List, from the lines below, each one with "options" in it.
Top of Supplied entries
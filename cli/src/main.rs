use std::fs;
use std::path::{Path, PathBuf};

use clap::{ArgAction, Args, Parser, Subcommand};
use flag_registry_core::{FlagCatalog, FlagRegistry};
use flag_registry_table::FlagTable;
use tracing::{Level, debug};

mod tokens;

use tokens::{TokenClass, classify};

/// Output format for `show` and `resolve`.
#[derive(Debug, Clone, Copy, clap::ValueEnum)]
enum CliOutputFormat {
    Table,
    Json,
    Yaml,
}

#[derive(Debug, Parser)]
#[command(name = "flag-registry")]
#[command(about = "Inspect, check and export command-line flag registries")]
struct Cli {
    /// Flag table (YAML or JSON) to use instead of the built-in registry.
    #[arg(long, global = true)]
    table: Option<PathBuf>,
    /// Increase log verbosity (-v info, -vv debug, -vvv trace).
    #[arg(short, long, action = ArgAction::Count, global = true)]
    verbose: u8,
    #[command(subcommand)]
    command: Command,
}

#[derive(Debug, Subcommand)]
enum Command {
    /// List catalogs and command flag sets.
    Catalogs,
    /// Show the flags of one catalog or command.
    Show(ShowArgs),
    /// Classify argument tokens against a command's flags (pass tokens after `--`).
    Resolve(ResolveArgs),
    /// Build the registry and report whether it is consistent.
    Check,
    /// Write the active registry as a flag table file.
    Export(ExportArgs),
}

#[derive(Debug, Args)]
struct ShowArgs {
    /// Catalog name (e.g. base).
    #[arg(long, conflicts_with = "command", required_unless_present = "command")]
    catalog: Option<String>,
    /// Command name (e.g. eval, "project package").
    #[arg(long)]
    command: Option<String>,
    /// Output format.
    #[arg(long, default_value = "table")]
    format: CliOutputFormat,
}

#[derive(Debug, Args)]
struct ResolveArgs {
    /// Command whose flag set is used.
    #[arg(long)]
    command: String,
    /// Output format.
    #[arg(long, default_value = "table")]
    format: CliOutputFormat,
    /// Raw argument tokens, given after `--` so that tokens such as
    /// `--format` or `-v` are not taken as options of `resolve` itself.
    #[arg(required = true, allow_hyphen_values = true, trailing_var_arg = true)]
    tokens: Vec<String>,
}

#[derive(Debug, Args)]
struct ExportArgs {
    /// Output path; `.json` writes JSON, anything else YAML.
    #[arg(long)]
    output: PathBuf,
}

fn main() {
    let cli = Cli::parse();
    init_logging(cli.verbose);

    let result = load_registry(cli.table.as_deref()).and_then(|registry| match cli.command {
        Command::Catalogs => run_catalogs(&registry),
        Command::Show(args) => run_show(&registry, args),
        Command::Resolve(args) => run_resolve(&registry, args),
        Command::Check => run_check(&registry),
        Command::Export(args) => run_export(&registry, args),
    });

    if let Err(err) = result {
        eprintln!("error: {err}");
        std::process::exit(1);
    }
}

fn init_logging(verbosity: u8) {
    let level = match verbosity {
        0 => Level::WARN,
        1 => Level::INFO,
        2 => Level::DEBUG,
        _ => Level::TRACE,
    };
    tracing_subscriber::fmt()
        .with_max_level(level)
        .with_target(false)
        .with_writer(std::io::stderr)
        .init();
}

fn load_registry(table: Option<&Path>) -> Result<FlagRegistry, String> {
    match table {
        Some(path) => {
            debug!(path = %path.display(), "Using flag table");
            FlagTable::load(path)
                .and_then(FlagTable::into_registry)
                .map_err(|e| format!("Failed to load flag table '{}': {e}", path.display()))
        }
        None => FlagRegistry::standard().map_err(|e| format!("Built-in flag tables are invalid: {e}")),
    }
}

fn run_catalogs(registry: &FlagRegistry) -> Result<(), String> {
    println!("Catalogs:");
    for catalog in registry.catalogs() {
        println!("  {:<20} {} flag(s)", catalog.name(), catalog.len());
    }

    println!("Commands:");
    for recipe in registry.command_recipes() {
        let flags = registry.command(&recipe.name).map_err(|e| e.to_string())?;
        let mut parts = recipe.catalogs.clone();
        parts.extend(recipe.flags.iter().map(|f| format!("{}.{}", f.catalog, f.key)));
        println!(
            "  {:<20} {} flag(s): {}",
            recipe.name,
            flags.len(),
            parts.join(", ")
        );
    }
    Ok(())
}

fn run_show(registry: &FlagRegistry, args: ShowArgs) -> Result<(), String> {
    let catalog = match (&args.catalog, &args.command) {
        (Some(name), _) => registry.catalog(name),
        (None, Some(name)) => registry.command(name),
        (None, None) => return Err("Specify --catalog or --command".to_string()),
    }
    .map_err(|e| e.to_string())?;

    match args.format {
        CliOutputFormat::Table => print!("{}", render_table(catalog)),
        CliOutputFormat::Json => {
            let json = serde_json::to_string_pretty(catalog)
                .map_err(|e| format!("Failed to serialize catalog: {e}"))?;
            println!("{json}");
        }
        CliOutputFormat::Yaml => {
            let yaml = serde_yaml::to_string(catalog)
                .map_err(|e| format!("Failed to serialize catalog: {e}"))?;
            print!("{yaml}");
        }
    }
    Ok(())
}

fn render_table(catalog: &FlagCatalog) -> String {
    let width = catalog
        .all()
        .map(|identity| identity.to_string().len())
        .max()
        .unwrap_or(0);

    let mut out = String::new();
    for entry in catalog {
        out.push_str(&format!(
            "{:<width$}  {:<28} {}\n",
            entry.identity().to_string(),
            entry.key(),
            entry.group()
        ));
    }
    out
}

fn run_resolve(registry: &FlagRegistry, args: ResolveArgs) -> Result<(), String> {
    let flags = registry.command(&args.command).map_err(|e| e.to_string())?;
    let reports = classify(flags, &args.tokens);

    match args.format {
        CliOutputFormat::Table => {
            for report in &reports {
                let description = match &report.class {
                    TokenClass::Flag { key, group, value } => match value {
                        Some(value) => format!("{key} ({group}) = {value}"),
                        None => format!("{key} ({group})"),
                    },
                    TokenClass::UnknownOption => "unknown option".to_string(),
                    TokenClass::Positional => "positional".to_string(),
                    TokenClass::Terminator => "end of options".to_string(),
                };
                println!("{:<30} {description}", report.token);
            }
        }
        CliOutputFormat::Json => {
            let json = serde_json::to_string_pretty(&reports)
                .map_err(|e| format!("Failed to serialize output: {e}"))?;
            println!("{json}");
        }
        CliOutputFormat::Yaml => {
            let yaml = serde_yaml::to_string(&reports)
                .map_err(|e| format!("Failed to serialize output: {e}"))?;
            print!("{yaml}");
        }
    }

    let unknown: Vec<&str> = reports
        .iter()
        .filter(|r| r.class == TokenClass::UnknownOption)
        .map(|r| r.token.as_str())
        .collect();
    if !unknown.is_empty() {
        return Err(format!(
            "{} unknown option(s) for '{}': {}",
            unknown.len(),
            args.command,
            unknown.join(", ")
        ));
    }
    Ok(())
}

fn run_check(registry: &FlagRegistry) -> Result<(), String> {
    let flags: usize = registry.catalogs().map(FlagCatalog::len).sum();
    println!(
        "Flag registry is consistent: {} catalog(s), {} command(s), {flags} flag(s).",
        registry.catalogs().count(),
        registry.commands().count()
    );
    Ok(())
}

fn run_export(registry: &FlagRegistry, args: ExportArgs) -> Result<(), String> {
    if let Some(parent) = args.output.parent() {
        if !parent.as_os_str().is_empty() {
            fs::create_dir_all(parent).map_err(|err| {
                format!(
                    "Failed to create output directory '{}': {err}",
                    parent.display()
                )
            })?;
        }
    }

    FlagTable::from_registry(registry)
        .save(&args.output)
        .map_err(|err| format!("Failed to write '{}': {err}", args.output.display()))?;

    println!(
        "Exported {} catalog(s) and {} command(s) to '{}'.",
        registry.catalogs().count(),
        registry.commands().count(),
        args.output.display()
    );
    Ok(())
}
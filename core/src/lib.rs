//! Canonical command-line flag identities and the catalogs that group them.
//!
//! This crate is the shared vocabulary of a multi-command CLI:
//!
//! - [`FlagIdentity`]: one flag's long name and optional short alias, with
//!   exact token matching.
//! - [`FlagCatalog`]: a named, validated collection of identities keyed by
//!   symbolic names such as `OUTPUT_PATH`. The union of catalogs assembled for
//!   a subcommand is a catalog as well.
//! - [`FlagRegistry`]: every catalog plus each subcommand's effective flag
//!   set, built once and passed by reference.
//! - [`ArgvBuilder`]: renders flags back into argument lists.
//! - [`standard`]: the built-in tables (general, base, project and test
//!   flags) and the commands composed from them.
//!
//! Duplicate spellings, duplicate keys and malformed names are rejected while
//! a catalog or registry is built. A token that matches nothing is not an
//! error: [`FlagCatalog::resolve`] simply returns `None`.
//!
//! # Example
//!
//! ```
//! use flag_registry_core::*;
//!
//! let registry = FlagRegistry::standard().unwrap();
//! let eval = registry.command("eval").unwrap();
//!
//! let entry = eval.resolve("-o").unwrap();
//! assert_eq!(entry.key(), "OUTPUT_PATH");
//! assert_eq!(entry.identity().to_string(), "-o, --output-path");
//! assert!(eval.resolve("--output").is_none());
//! ```

mod argv;
mod catalog;
mod error;
mod identity;
mod registry;
pub mod standard;

pub use argv::ArgvBuilder;
pub use catalog::{CatalogBuilder, FlagCatalog, FlagEntry};
pub use error::{RegistryError, Result};
pub use identity::FlagIdentity;
pub use registry::{CommandFlags, FlagRef, FlagRegistry, RegistryBuilder};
Bottom of Supplied entries
Task output:
    /// `--format` or `-v` are not taken as options of `resolve` itself.
                    TokenClass::Terminator => "end of options".to_string(),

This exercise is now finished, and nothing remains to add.